Stored items:

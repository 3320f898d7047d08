// tcp-kernel: Timing guard with fixed per-stage work budgets
// A stage that finishes early burns calibrated dummy work until its budget
// is met, so completion time does not depend on which path was taken.

use crate::timer::{read_tsc, StageTimer};
use serde::{Deserialize, Serialize};

/// Pipeline stages measured and padded individually.
#[repr(u8)]
#[derive(Debug, Clone, Copy, PartialEq, Eq, Hash, Serialize, Deserialize)]
pub enum Stage {
    Decode = 0,
    Integrity = 1,
    Policy = 2,
    Sign = 3,
    Quorum = 4,
    Seal = 5,
}

impl Stage {
    pub const COUNT: usize = 6;

    pub const ALL: [Stage; Stage::COUNT] = [
        Stage::Decode,
        Stage::Integrity,
        Stage::Policy,
        Stage::Sign,
        Stage::Quorum,
        Stage::Seal,
    ];

    #[inline(always)]
    pub fn index(self) -> usize {
        self as usize
    }

    pub fn name(self) -> &'static str {
        match self {
            Stage::Decode => "decode",
            Stage::Integrity => "integrity",
            Stage::Policy => "policy",
            Stage::Sign => "sign",
            Stage::Quorum => "quorum",
            Stage::Seal => "seal",
        }
    }
}

/// Fixed tick budgets for the constant-time stages of the validator path.
/// Quorum and Seal are deadline-bounded, not tick-padded, so they carry no
/// budget here.
#[derive(Debug, Clone, Copy, PartialEq, Eq, Serialize, Deserialize)]
pub struct StageBudgets {
    pub decode: u64,
    pub integrity: u64,
    pub policy: u64,
    pub sign: u64,
}

impl Default for StageBudgets {
    fn default() -> Self {
        // Conservative defaults for commodity hardware; installs override
        // these with calibrated values.
        Self {
            decode: 600,
            integrity: 900,
            policy: 300,
            sign: 40_000,
        }
    }
}

impl StageBudgets {
    #[inline(always)]
    pub fn for_stage(&self, stage: Stage) -> u64 {
        match stage {
            Stage::Decode => self.decode,
            Stage::Integrity => self.integrity,
            Stage::Policy => self.policy,
            Stage::Sign => self.sign,
            Stage::Quorum | Stage::Seal => 0,
        }
    }
}

/// Enforces the fixed work budgets. One guard per validator node, shared
/// across workers; it holds no mutable state.
#[derive(Debug, Clone, Copy)]
pub struct TimingGuard {
    budgets: StageBudgets,
}

impl TimingGuard {
    pub fn new(budgets: StageBudgets) -> Self {
        Self { budgets }
    }

    pub fn budgets(&self) -> StageBudgets {
        self.budgets
    }

    /// Run `op`, then pad with dummy work until the stage budget elapses.
    /// Returns the op's result and the unpadded tick count (for telemetry,
    /// which records pre-padding latency so drift remains visible).
    #[inline]
    pub fn run_stage<T>(&self, stage: Stage, op: impl FnOnce() -> T) -> (T, u64) {
        let timer = StageTimer::start();
        let out = op();
        let raw_ticks = timer.elapsed_ticks();
        self.pad_to_budget(stage, timer.start_ticks());
        (out, raw_ticks)
    }

    /// Spin on data-independent dummy work until `budget` ticks have
    /// passed since `start_ticks`. A stage that overran its budget returns
    /// immediately; the overrun shows up in telemetry CV instead.
    #[inline]
    pub fn pad_to_budget(&self, stage: Stage, start_ticks: u64) {
        let budget = self.budgets.for_stage(stage);
        if budget == 0 {
            return;
        }
        let target = start_ticks.saturating_add(budget);
        let mut lcg: u64 = 0x9e37_79b9_7f4a_7c15;
        while read_tsc() < target {
            // Same instruction mix every iteration; the value is discarded.
            lcg = lcg.wrapping_mul(6364136223846793005).wrapping_add(1442695040888963407);
            std::hint::black_box(lcg);
            std::hint::spin_loop();
        }
    }
}

impl Default for TimingGuard {
    fn default() -> Self {
        Self::new(StageBudgets::default())
    }
}

/// Install-time budget calibration: run each constant-time stage workload
/// `samples` times, take the worst observed latency, and add headroom so
/// the budget is met on effectively every request thereafter.
pub fn calibrate_budgets<F>(samples: usize, headroom_percent: u64, mut workload: F) -> StageBudgets
where
    F: FnMut(Stage) -> u64,
{
    let mut budgets = StageBudgets::default();
    for stage in [Stage::Decode, Stage::Integrity, Stage::Policy, Stage::Sign] {
        let mut worst = 0u64;
        for _ in 0..samples {
            worst = worst.max(workload(stage));
        }
        let padded = worst + worst * headroom_percent / 100;
        match stage {
            Stage::Decode => budgets.decode = padded.max(1),
            Stage::Integrity => budgets.integrity = padded.max(1),
            Stage::Policy => budgets.policy = padded.max(1),
            Stage::Sign => budgets.sign = padded.max(1),
            Stage::Quorum | Stage::Seal => {}
        }
    }
    budgets
}

#[cfg(test)]
mod tests {
    use super::*;

    #[test]
    fn test_stage_names_and_indices() {
        assert_eq!(Stage::ALL.len(), Stage::COUNT);
        for (i, stage) in Stage::ALL.iter().enumerate() {
            assert_eq!(stage.index(), i);
        }
        assert_eq!(Stage::Decode.name(), "decode");
    }

    #[test]
    fn test_run_stage_returns_result() {
        let guard = TimingGuard::new(StageBudgets {
            decode: 50,
            integrity: 50,
            policy: 50,
            sign: 50,
        });
        let (value, ticks) = guard.run_stage(Stage::Decode, || 41 + 1);
        assert_eq!(value, 42);
        let _ = ticks;
    }

    #[test]
    fn test_padding_reaches_budget() {
        let guard = TimingGuard::new(StageBudgets {
            decode: 5_000,
            integrity: 0,
            policy: 0,
            sign: 0,
        });
        let timer = StageTimer::start();
        let ((), _) = guard.run_stage(Stage::Decode, || ());
        // Total elapsed including padding must be at least the budget
        // minus the read overhead compensation.
        assert!(timer.elapsed_ticks() + 200 >= 5_000);
    }

    #[test]
    fn test_zero_budget_stages_do_not_pad() {
        let guard = TimingGuard::default();
        let timer = StageTimer::start();
        guard.pad_to_budget(Stage::Quorum, timer.start_ticks());
        // Returns immediately; generous bound to stay robust under CI noise.
        assert!(timer.elapsed_ticks() < 1_000_000);
    }

    #[test]
    fn test_calibration_adds_headroom() {
        let budgets = calibrate_budgets(10, 50, |_| 100);
        assert_eq!(budgets.decode, 150);
        assert_eq!(budgets.sign, 150);
    }
}
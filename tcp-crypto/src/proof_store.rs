// tcp-crypto: Content-addressed proof store for v3 descriptors
// Keyed by the truncated BLAKE3 of the proof blob; the descriptor's
// authenticator field is the selector. Fetches are bounded by a deadline
// and cached so steady-state verification is comparable to the classical
// path.

use crate::{AuthError, Result};
use lru::LruCache;
use parking_lot::Mutex;
use std::num::NonZeroUsize;
use std::sync::mpsc;
use std::sync::Arc;
use std::time::Duration;

/// Selector width: first 4 bytes of `blake3(proof)`.
pub const SELECTOR_LEN: usize = 4;

/// Compute the content address of a proof blob.
pub fn selector_for(proof: &[u8]) -> [u8; SELECTOR_LEN] {
    let digest = blake3::hash(proof);
    let mut selector = [0u8; SELECTOR_LEN];
    selector.copy_from_slice(&digest.as_bytes()[0..SELECTOR_LEN]);
    selector
}

/// Content-addressed blob store holding full lattice signatures.
pub trait ProofStore: Send + Sync {
    /// Look up a proof by selector. `None` means not present; transport
    /// failures are indistinguishable from absence at this layer.
    fn fetch(&self, selector: [u8; SELECTOR_LEN]) -> Option<Arc<Vec<u8>>>;

    /// Insert a proof, returning its selector.
    fn insert(&self, proof: Vec<u8>) -> [u8; SELECTOR_LEN];
}

/// In-memory proof store, used by descriptor sources and tests.
#[derive(Default)]
pub struct MemoryProofStore {
    blobs: Mutex<std::collections::HashMap<[u8; SELECTOR_LEN], Arc<Vec<u8>>>>,
}

impl MemoryProofStore {
    pub fn new() -> Self {
        Self::default()
    }

    pub fn len(&self) -> usize {
        self.blobs.lock().len()
    }

    pub fn is_empty(&self) -> bool {
        self.blobs.lock().is_empty()
    }
}

impl ProofStore for MemoryProofStore {
    fn fetch(&self, selector: [u8; SELECTOR_LEN]) -> Option<Arc<Vec<u8>>> {
        self.blobs.lock().get(&selector).cloned()
    }

    fn insert(&self, proof: Vec<u8>) -> [u8; SELECTOR_LEN] {
        let selector = selector_for(&proof);
        self.blobs.lock().insert(selector, Arc::new(proof));
        selector
    }
}

/// LRU-cached wrapper over a backing store.
pub struct CachedProofStore<S> {
    inner: S,
    cache: Mutex<LruCache<[u8; SELECTOR_LEN], Arc<Vec<u8>>>>,
}

impl<S: ProofStore> CachedProofStore<S> {
    pub fn new(inner: S, capacity: usize) -> Self {
        let capacity = NonZeroUsize::new(capacity.max(1)).unwrap_or(NonZeroUsize::MIN);
        Self {
            inner,
            cache: Mutex::new(LruCache::new(capacity)),
        }
    }

    pub fn cache_len(&self) -> usize {
        self.cache.lock().len()
    }
}

impl<S: ProofStore> ProofStore for CachedProofStore<S> {
    fn fetch(&self, selector: [u8; SELECTOR_LEN]) -> Option<Arc<Vec<u8>>> {
        if let Some(hit) = self.cache.lock().get(&selector).cloned() {
            return Some(hit);
        }
        let fetched = self.inner.fetch(selector)?;
        self.cache.lock().put(selector, fetched.clone());
        Some(fetched)
    }

    fn insert(&self, proof: Vec<u8>) -> [u8; SELECTOR_LEN] {
        let selector = self.inner.insert(proof.clone());
        self.cache.lock().put(selector, Arc::new(proof));
        selector
    }
}

enum FetchRequest {
    Fetch {
        selector: [u8; SELECTOR_LEN],
        reply: mpsc::Sender<Option<Arc<Vec<u8>>>>,
    },
    Shutdown,
}

/// Deadline-bounded wrapper for stores whose fetch may stall (remote
/// backends). A fetch that misses the deadline returns `ProofUnavailable`,
/// but the worker lets the underlying fetch complete and caches the
/// result, so a retry within the same deployment hits warm.
pub struct TimedProofStore {
    cache: Arc<Mutex<LruCache<[u8; SELECTOR_LEN], Arc<Vec<u8>>>>>,
    requests: Mutex<mpsc::Sender<FetchRequest>>,
    timeout: Duration,
    inner: Arc<dyn ProofStore>,
}

impl TimedProofStore {
    pub fn new(inner: Arc<dyn ProofStore>, timeout: Duration, cache_capacity: usize) -> Self {
        let capacity = NonZeroUsize::new(cache_capacity.max(1)).unwrap_or(NonZeroUsize::MIN);
        let cache = Arc::new(Mutex::new(LruCache::new(capacity)));
        let (tx, rx) = mpsc::channel::<FetchRequest>();

        let worker_inner = inner.clone();
        let worker_cache = cache.clone();
        std::thread::Builder::new()
            .name("tcp-proof-fetch".into())
            .spawn(move || {
                while let Ok(request) = rx.recv() {
                    match request {
                        FetchRequest::Fetch { selector, reply } => {
                            let result = worker_inner.fetch(selector);
                            if let Some(blob) = result.as_ref() {
                                worker_cache.lock().put(selector, blob.clone());
                            }
                            // Receiver may have timed out and gone away.
                            let _ = reply.send(result);
                        }
                        FetchRequest::Shutdown => break,
                    }
                }
            })
            .ok();

        Self {
            cache,
            requests: Mutex::new(tx),
            timeout,
            inner,
        }
    }

    /// Fetch with the configured deadline. Cache hits never block.
    pub fn fetch_bounded(&self, selector: [u8; SELECTOR_LEN]) -> Result<Arc<Vec<u8>>> {
        if let Some(hit) = self.cache.lock().get(&selector).cloned() {
            return Ok(hit);
        }

        let (reply_tx, reply_rx) = mpsc::channel();
        self.requests
            .lock()
            .send(FetchRequest::Fetch {
                selector,
                reply: reply_tx,
            })
            .map_err(|_| AuthError::ProofUnavailable)?;

        match reply_rx.recv_timeout(self.timeout) {
            Ok(Some(blob)) => Ok(blob),
            Ok(None) => Err(AuthError::ProofUnavailable),
            Err(_) => {
                tracing::debug!(
                    selector = %hex::encode(selector),
                    timeout_ms = self.timeout.as_millis() as u64,
                    "proof fetch missed deadline"
                );
                Err(AuthError::ProofUnavailable)
            }
        }
    }
}

impl ProofStore for TimedProofStore {
    fn fetch(&self, selector: [u8; SELECTOR_LEN]) -> Option<Arc<Vec<u8>>> {
        self.fetch_bounded(selector).ok()
    }

    fn insert(&self, proof: Vec<u8>) -> [u8; SELECTOR_LEN] {
        let selector = self.inner.insert(proof.clone());
        self.cache.lock().put(selector, Arc::new(proof));
        selector
    }
}

impl Drop for TimedProofStore {
    fn drop(&mut self) {
        let _ = self.requests.lock().send(FetchRequest::Shutdown);
    }
}

#[cfg(test)]
mod tests {
    #![allow(clippy::unwrap_used)]
    use super::*;

    /// Backing store whose first fetch stalls past any short deadline.
    struct SlowStore {
        inner: MemoryProofStore,
        delay: Duration,
        slow_calls: Mutex<u32>,
    }

    impl SlowStore {
        fn new(delay: Duration) -> Self {
            Self {
                inner: MemoryProofStore::new(),
                delay,
                slow_calls: Mutex::new(1),
            }
        }
    }

    impl ProofStore for SlowStore {
        fn fetch(&self, selector: [u8; SELECTOR_LEN]) -> Option<Arc<Vec<u8>>> {
            let mut remaining = self.slow_calls.lock();
            if *remaining > 0 {
                *remaining -= 1;
                drop(remaining);
                std::thread::sleep(self.delay);
            }
            self.inner.fetch(selector)
        }

        fn insert(&self, proof: Vec<u8>) -> [u8; SELECTOR_LEN] {
            self.inner.insert(proof)
        }
    }

    #[test]
    fn test_selector_is_content_address() {
        let a = selector_for(b"proof-a");
        let b = selector_for(b"proof-b");
        assert_ne!(a, b);
        assert_eq!(a, selector_for(b"proof-a"));
    }

    #[test]
    fn test_memory_store_round_trip() {
        let store = MemoryProofStore::new();
        let selector = store.insert(b"blob".to_vec());
        assert_eq!(store.fetch(selector).unwrap().as_slice(), b"blob");
        assert!(store.fetch([9, 9, 9, 9]).is_none());
    }

    #[test]
    fn test_cached_store_populates_on_fetch() {
        let backing = MemoryProofStore::new();
        let selector = backing.insert(b"blob".to_vec());
        let cached = CachedProofStore::new(backing, 8);
        assert_eq!(cached.cache_len(), 0);
        assert!(cached.fetch(selector).is_some());
        assert_eq!(cached.cache_len(), 1);
    }

    #[test]
    fn test_timed_store_miss_then_warm_hit() {
        let slow = Arc::new(SlowStore::new(Duration::from_millis(200)));
        let selector = slow.insert(b"lattice-proof".to_vec());
        let timed = TimedProofStore::new(slow, Duration::from_millis(20), 8);

        // Cold: the fetch misses the deadline.
        assert_eq!(
            timed.fetch_bounded(selector),
            Err(AuthError::ProofUnavailable)
        );

        // The worker completes the stalled fetch and caches it.
        std::thread::sleep(Duration::from_millis(400));
        assert_eq!(
            timed.fetch_bounded(selector).unwrap().as_slice(),
            b"lattice-proof"
        );
    }

    #[test]
    fn test_timed_store_absent_proof() {
        let timed = TimedProofStore::new(
            Arc::new(MemoryProofStore::new()),
            Duration::from_millis(100),
            8,
        );
        assert_eq!(
            timed.fetch_bounded([1, 2, 3, 4]),
            Err(AuthError::ProofUnavailable)
        );
    }
}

### Description of the task
Word for word, restate the entries from the first line to the line that has "pub struct StageBudgets", both included, and nothing else.

### Answer to this exercise
repository 3320f898d7047d08
// tcp-kernel: Timing guard with fixed per-stage work budgets
// A stage that finishes early burns calibrated dummy work until its budget
// is met, so completion time does not depend on which path was taken.

use crate::timer::{read_tsc, StageTimer};
use serde::{Deserialize, Serialize};

/// Pipeline stages measured and padded individually.
#[repr(u8)]
#[derive(Debug, Clone, Copy, PartialEq, Eq, Hash, Serialize, Deserialize)]
pub enum Stage {
    Decode = 0,
    Integrity = 1,
    Policy = 2,
    Sign = 3,
    Quorum = 4,
    Seal = 5,
}

impl Stage {
    pub const COUNT: usize = 6;

    pub const ALL: [Stage; Stage::COUNT] = [
        Stage::Decode,
        Stage::Integrity,
        Stage::Policy,
        Stage::Sign,
        Stage::Quorum,
        Stage::Seal,
    ];

    #[inline(always)]
    pub fn index(self) -> usize {
        self as usize
    }

    pub fn name(self) -> &'static str {
        match self {
            Stage::Decode => "decode",
            Stage::Integrity => "integrity",
            Stage::Policy => "policy",
            Stage::Sign => "sign",
            Stage::Quorum => "quorum",
            Stage::Seal => "seal",
        }
    }
}

/// Fixed tick budgets for the constant-time stages of the validator path.
/// Quorum and Seal are deadline-bounded, not tick-padded, so they carry no
/// budget here.
#[derive(Debug, Clone, Copy, PartialEq, Eq, Serialize, Deserialize)]
pub struct StageBudgets {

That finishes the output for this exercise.